I only wish that the SGU brain trust would stop dumping so many of these regular people moments in a single episode. I don’t mind a little Grey’s Anatomy in my Sci-Fi soup, but please, moderation. We had three get to know you slices in “Life”. First of all, the moment some of us were waiting for. Camille (Ming-Na) gets to illuminate us on her home life as she returns via those magic stones to Earth to visit with her partner who happens to be another female. I had no idea what to expect here. In the end it was all very tastefully done. Lots of wine drinking, tender kisses and (clothed) snuggling. Camille is forgetting details of her former life. Her partner promises to wait. While I was watching this I had a strange thought. Camille is occupying the body of another female person while she visits Earth. Seems a little cheeky to be using these bodies for getting busy. Man, I would want a minute to minute log of what you used my body for during your, ah, stay. Using the guest body for romance with the same sex is also a little tricky. Wouldn’t you want to ask first? Seems only polite. Kind of hard to do though I guess given the mechanics of the whole body transfer thing.

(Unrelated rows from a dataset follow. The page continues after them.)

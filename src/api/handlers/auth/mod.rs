//! Authentication: registration, sessions and request authentication.
//!
//! Flow Overview:
//! 1) `sign-up` stores `sha256(id || password)` for a new user (system mode).
//! 2) `sign-in` verifies credentials under a per-name throttle and returns an
//!    access/refresh token pair kept in in-process TTL caches.
//! 3) `/api/data/*` requests present the access token as a bearer token.
//! 4) `refresh` revokes the old pair and issues a new one; `sign-out` revokes.
//!
//! Security boundaries:
//! - Tokens are never logged.
//! - Credential failures use one generic message, whether or not the user exists.

pub mod authenticator;
pub mod cache;
mod error;
pub mod principal;
pub mod rate_limit;
pub mod service;
pub mod session;
pub mod signin;
pub mod signup;
mod state;
pub mod token;
pub mod types;
mod utils;


pub use authenticator::{RequestAuthenticator, require_system, system_token_at};
pub use error::AuthError;
pub use principal::{Principal, require_user};
pub use service::SessionManager;
pub use state::{AuthConfig, AuthState, spawn_cache_sweeper};
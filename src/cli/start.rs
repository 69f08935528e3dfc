use crate::cli::{actions::Action, commands, dispatch, telemetry};
use anyhow::Result;

/// Map verbosity count to tracing level
const fn get_verbosity_level(verbosity: u8) -> Option<tracing::Level> {
    match verbosity {
        0 => None,
        1 => Some(tracing::Level::WARN),
        2 => Some(tracing::Level::INFO),
        3 => Some(tracing::Level::DEBUG),
        _ => Some(tracing::Level::TRACE),
    }
}

/// Parse arguments, initialize telemetry and return the action to run.
///
/// # Errors
///
/// Returns an error if telemetry initialization or action dispatch fails
pub fn start() -> Result<Action> {
    let matches = commands::new().get_matches();

    let verbosity_level = get_verbosity_level(
        matches
            .get_one::<u8>(commands::logging::ARG_VERBOSITY)
            .copied()
            .unwrap_or(0),
    );

    telemetry::init(verbosity_level)?;

    dispatch::handler(&matches)
}
//! Per-username sign-in throttling.
//!
//! Each username gets `max_attempts` sign-in attempts per fixed window that
//! starts at the first attempt. The record lives in a [`TtlCache`] whose TTL is
//! the window, so it disappears on its own once the window is over.

use std::time::Duration;

use super::cache::TtlCache;

#[derive(Clone, Copy, Debug, PartialEq, Eq)]
pub enum RateLimitDecision {
    Allowed,
    /// `retry_after` is the rest of the window, rounded up to whole minutes.
    Limited { retry_after: Duration },
}

#[derive(Debug)]
pub struct AttemptThrottle {
    attempts: TtlCache<String, ()>,
    window: Duration,
    max_attempts: u64,
}

impl AttemptThrottle {
    #[must_use]
    pub fn new(window: Duration, max_attempts: u32) -> Self {
        Self {
            attempts: TtlCache::new(),
            window,
            max_attempts: u64::from(max_attempts),
        }
    }

    /// Count one attempt for `name` and decide whether it may proceed.
    ///
    /// Check and increment happen under the cache lock, so concurrent attempts
    /// for the same name cannot both slip under the limit.
    pub async fn check_and_record(&self, name: &str) -> RateLimitDecision {
        let item = self.attempts.hit(name.to_string(), self.window, || ()).await;

        // The cache already expires records after one window; the age check
        // still restarts the window should a stale record ever be returned.
        let age = item.created_on().elapsed();
        let (attempts, remaining) = if age >= self.window {
            self.attempts.add(name.to_string(), self.window, ()).await;
            (1, self.window)
        } else {
            (item.access_count() + 1, self.window - age)
        };

        if attempts > self.max_attempts {
            RateLimitDecision::Limited {
                retry_after: round_up_to_minutes(remaining),
            }
        } else {
            RateLimitDecision::Allowed
        }
    }

    /// Forget the attempts recorded for `name` (after a successful sign-in).
    pub async fn reset(&self, name: &str) {
        self.attempts.delete(name).await;
    }

    pub async fn purge_expired(&self) -> usize {
        self.attempts.purge_expired().await
    }
}

fn round_up_to_minutes(remaining: Duration) -> Duration {
    let seconds = remaining.as_secs() + u64::from(remaining.subsec_nanos() > 0);
    Duration::from_secs(seconds.div_ceil(60).max(1) * 60)
}
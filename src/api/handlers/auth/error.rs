use axum::{
    http::{StatusCode, header::RETRY_AFTER},
    response::{IntoResponse, Response},
};
use std::time::Duration;
use thiserror::Error;

/// Failures surfaced by the session core and the request authenticator.
#[derive(Debug, Clone, PartialEq, Eq, Error)]
pub enum AuthError {
    #[error("{0}")]
    Validation(String),
    #[error("Username already exists")]
    Conflict,
    #[error("Invalid credentials")]
    AuthFailed,
    #[error(
        "Too many sign-in attempts, try again in {} minute(s)",
        .retry_after.as_secs().div_ceil(60)
    )]
    RateLimited { retry_after: Duration },
    #[error("Session expired, please sign in again")]
    Expired,
    #[error("Registration is closed")]
    RegistrationClosed,
    #[error("Service temporarily unavailable")]
    Unavailable,
}

impl AuthError {
    #[must_use]
    pub fn status(&self) -> StatusCode {
        match self {
            Self::Validation(_) => StatusCode::BAD_REQUEST,
            Self::Conflict => StatusCode::CONFLICT,
            Self::AuthFailed | Self::Expired => StatusCode::UNAUTHORIZED,
            Self::RateLimited { .. } => StatusCode::TOO_MANY_REQUESTS,
            Self::RegistrationClosed => StatusCode::FORBIDDEN,
            Self::Unavailable => StatusCode::SERVICE_UNAVAILABLE,
        }
    }
}

impl IntoResponse for AuthError {
    fn into_response(self) -> Response {
        let status = self.status();
        let message = self.to_string();
        match self {
            Self::RateLimited { retry_after } => (
                status,
                [(RETRY_AFTER, retry_after.as_secs().to_string())],
                message,
            )
                .into_response(),
            _ => (status, message).into_response(),
        }
    }
}
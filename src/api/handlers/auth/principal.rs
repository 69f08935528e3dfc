//! Authenticated principal for user-mode routes.

use axum::{Extension, extract::Request, middleware::Next, response::Response};
use std::sync::Arc;

use super::{error::AuthError, state::AuthState};

/// The user behind a valid access token. Inserted into request extensions by
/// [`require_user`].
#[derive(Clone, Debug, PartialEq, Eq)]
pub struct Principal {
    pub user_id: String,
    pub name: String,
}

/// Middleware guarding user-mode routes.
///
/// # Errors
/// Rejects the request with 401 when no live session matches the bearer token.
pub async fn require_user(
    Extension(auth_state): Extension<Arc<AuthState>>,
    mut request: Request,
    next: Next,
) -> Result<Response, AuthError> {
    let principal = auth_state
        .authenticator()
        .authenticate_user(request.headers())
        .await?;
    request.extensions_mut().insert(principal);
    Ok(next.run(request).await)
}
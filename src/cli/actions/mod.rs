pub mod server;

mod run;

#[derive(Debug)]
pub enum Action {
    Server(server::Args),
}

impl Action {
    /// Execute the action.
    /// # Errors
    /// Returns an error if the action fails.
    pub async fn execute(self) -> anyhow::Result<()> {
        run::execute(self).await
    }
}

Colonel Young seems to have the system down pretty good though. When you pop up in your guest bod on Earth, your military hosts only have your word on who you are. Colonel Telford vetoes Colonel Young’s little trip back to see his wife to confront her about her weird relationship with Telford. How does Young handle this? He pretends to be some other visiting Destiny crewmember and uses this ruse to lay the smackdown on the evil Colonel Telford. Brilliant! Brilliant and strange. Young was using the body of Telford to have sex with his wife wasn’t he? Seems only right that Telford gets to continue this. Young’s wife didn’t seem to mind the physical switch.
But I can handle a little weird. It’s Sci-Fi after all. You want normal, easy or safe, watch something else. Matthew Scott visits home to see an old flame of his and discovers he is a daddy. Mom is a stripper. Matthew is bummed out. Yawn. What is going down on the Destiny while all this drama is playing out Earthside you ask? Not a lot. I guess the thrill of being on a gigantic starship hurtling to the great beyond gets old after a while. Folks are getting into a routine. There’s yoga and casual sex going on.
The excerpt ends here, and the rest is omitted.